= Sydney Samuel Hough =

British mathematician and astronomer (1870–1923)

Sydney Samuel Hough FRS (11 June 1870, Stoke Newington – 8 July 1923, Gerrards Cross, Buckinghamshire) was a British applied mathematician and astronomer.

Hough studied at Christ's Hospital and then obtained a scholarship to Cambridge. He graduated in 1892 B.A. and in 1896 M.A. from St John's College, Cambridge and was a Fellow there from 1895 to 1901. He was an assistant master at Winchester College in 1894.

At South Africa's Royal Observatory, Cape of Good Hope, he was from 1898 to 1907 the chief assistant (Note: Hough's predecessor as chief assistant was William Henry Finlay) of David Gill and, upon Gill's retirement in 1906, the director from 1907 to 1923. When he first joined Gill, Hough was outstanding in applied mathematics but had little experience in practical astronomy — however, Hough learned quickly from Gill and provided valuable assistance. Hough concentrated on the completion of Gill's programme and compiled five of the twelve volumes of the Southern African part of the Carte du Ciel. Hough measured with high accuracy the positions of more than 20,000 stars.

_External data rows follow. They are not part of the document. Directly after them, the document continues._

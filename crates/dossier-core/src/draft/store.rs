//! Draft persistence.
//!
//! Defines the `BlobStore` medium trait and `DraftStore`, which keeps one
//! serialized `ConsolidatedDraft` per user under `<namespace>:<identity>`.
//! Implementations of the medium live in `draft::memory` (tests, CLI dry
//! runs) and dossier-infra (SQLite).

use std::future::Future;

use tracing::{debug, warn};

use dossier_types::error::StorageError;
use dossier_types::identity::UserIdentity;
use dossier_types::record::ConsolidatedDraft;

// ---------------------------------------------------------------------------
// Trait
// ---------------------------------------------------------------------------

/// String blob storage keyed by string.
///
/// Uses RPITIT (native async fn in traits, Rust 2024 edition).
pub trait BlobStore: Send + Sync {
    /// Read a blob. Returns `None` if the key does not exist.
    fn read(
        &self,
        key: &str,
    ) -> impl Future<Output = Result<Option<String>, StorageError>> + Send;

    /// Write a blob, replacing any previous one.
    fn write(&self, key: &str, blob: &str) -> impl Future<Output = Result<(), StorageError>> + Send;

    /// Remove a blob. No-op if the key does not exist.
    fn remove(&self, key: &str) -> impl Future<Output = Result<(), StorageError>> + Send;

    /// All keys starting with `prefix`.
    fn keys(&self, prefix: &str) -> impl Future<Output = Result<Vec<String>, StorageError>> + Send;
}

// ---------------------------------------------------------------------------
// DraftStore
// ---------------------------------------------------------------------------

/// User-scoped draft persistence over a blob medium.
#[derive(Debug, Clone)]
pub struct DraftStore<B> {
    blobs: B,
    namespace: String,
}

impl<B: BlobStore> DraftStore<B> {
    pub fn new(blobs: B, namespace: impl Into<String>) -> Self {
        Self {
            blobs,
            namespace: namespace.into(),
        }
    }

    pub fn blobs(&self) -> &B {
        &self.blobs
    }

    /// Storage key for a user's draft.
    pub fn key(&self, identity: &UserIdentity) -> String {
        format!("{}:{}", self.namespace, identity)
    }

    /// Load a user's draft.
    ///
    /// A missing or unreadable blob yields an empty draft. Only failures of
    /// the medium itself are returned as errors.
    pub async fn load(&self, identity: &UserIdentity) -> Result<ConsolidatedDraft, StorageError> {
        let key = self.key(identity);
        let Some(blob) = self.blobs.read(&key).await? else {
            debug!(key = %key, "no saved draft");
            return Ok(ConsolidatedDraft::new());
        };

        match serde_json::from_str::<ConsolidatedDraft>(&blob) {
            Ok(draft) => {
                debug!(key = %key, sections = draft.len(), "loaded draft");
                Ok(draft)
            }
            Err(err) => {
                warn!(key = %key, error = %err, "saved draft is corrupt, starting empty");
                Ok(ConsolidatedDraft::new())
            }
        }
    }

    /// Replace the whole saved draft of a user.
    pub async fn save(
        &self,
        identity: &UserIdentity,
        draft: &ConsolidatedDraft,
    ) -> Result<(), StorageError> {
        let key = self.key(identity);
        let blob =
            serde_json::to_string(draft).map_err(|e| StorageError::Serialization(e.to_string()))?;
        self.blobs.write(&key, &blob).await?;
        debug!(key = %key, bytes = blob.len(), sections = draft.len(), "saved draft");
        Ok(())
    }

    /// Drop a user's saved draft.
    pub async fn clear(&self, identity: &UserIdentity) -> Result<(), StorageError> {
        let key = self.key(identity);
        self.blobs.remove(&key).await?;
        debug!(key = %key, "cleared draft");
        Ok(())
    }

    /// Identities with a saved draft in this namespace.
    pub async fn identities(&self) -> Result<Vec<UserIdentity>, StorageError> {
        let prefix = format!("{}:", self.namespace);
        let keys = self.blobs.keys(&prefix).await?;
        Ok(keys
            .into_iter()
            .filter_map(|k| k.strip_prefix(&prefix).map(UserIdentity::new))
            .collect())
    }
}

#[cfg(test)]
mod tests {
    use super::*;
    use crate::draft::memory::MemoryBlobStore;
    use dossier_types::record::{FieldValue, SectionRecord};
    use dossier_types::section::SectionKey;

    fn sample_draft() -> ConsolidatedDraft {
        let mut record = SectionRecord::new();
        record.set_field("applicant_name", FieldValue::text("Jane"));
        let mut draft = ConsolidatedDraft::new();
        draft.replace_section(SectionKey::new("applicant_details").unwrap(), record);
        draft
    }

    #[tokio::test]
    async fn test_save_then_load() {
        let store = DraftStore::new(MemoryBlobStore::new(), "draft");
        let user = UserIdentity::new("U1");
        store.save(&user, &sample_draft()).await.unwrap();

        assert!(store.blobs().contains("draft:U1"));
        assert_eq!(store.load(&user).await.unwrap(), sample_draft());
    }

    #[tokio::test]
    async fn test_missing_draft_is_empty() {
        let store = DraftStore::new(MemoryBlobStore::new(), "draft");
        assert!(store.load(&UserIdentity::new("nobody")).await.unwrap().is_empty());
    }

    #[tokio::test]
    async fn test_corrupt_draft_is_empty() {
        let blobs = MemoryBlobStore::new();
        blobs.write("draft:U1", "{not json").await.unwrap();
        blobs.write("draft:U2", r#"{"applicant_details": 42}"#).await.unwrap();
        let store = DraftStore::new(blobs, "draft");

        assert!(store.load(&UserIdentity::new("U1")).await.unwrap().is_empty());
        assert!(store.load(&UserIdentity::new("U2")).await.unwrap().is_empty());
    }

    #[tokio::test]
    async fn test_drafts_are_user_scoped_and_clearable() {
        let store = DraftStore::new(MemoryBlobStore::new(), "draft");
        let a = UserIdentity::new("a");
        let b = UserIdentity::new("b");
        store.save(&a, &sample_draft()).await.unwrap();

        assert!(store.load(&b).await.unwrap().is_empty());
        assert_eq!(store.identities().await.unwrap(), vec![a.clone()]);

        store.clear(&a).await.unwrap();
        assert!(store.load(&a).await.unwrap().is_empty());
        store.clear(&a).await.unwrap();
    }

    #[tokio::test]
    async fn test_rejected_write_is_reported() {
        let blobs = MemoryBlobStore::new();
        blobs.set_fail_writes(true);
        let store = DraftStore::new(blobs, "draft");
        let err = store
            .save(&UserIdentity::new("U1"), &sample_draft())
            .await
            .unwrap_err();
        assert!(matches!(err, StorageError::WriteRejected(_)));
    }
}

Hough was awarded The William Hopkins Prize in 1900 from the Cambridge Philosophical Society.

Hough was elected in 1899 a Fellow of the Royal Society of South Africa and in 1902 a Fellow of the Royal Society. In 1908 became the first President of the Royal Society of South Africa. His mathematical work was mainly concerned with the theory of tides.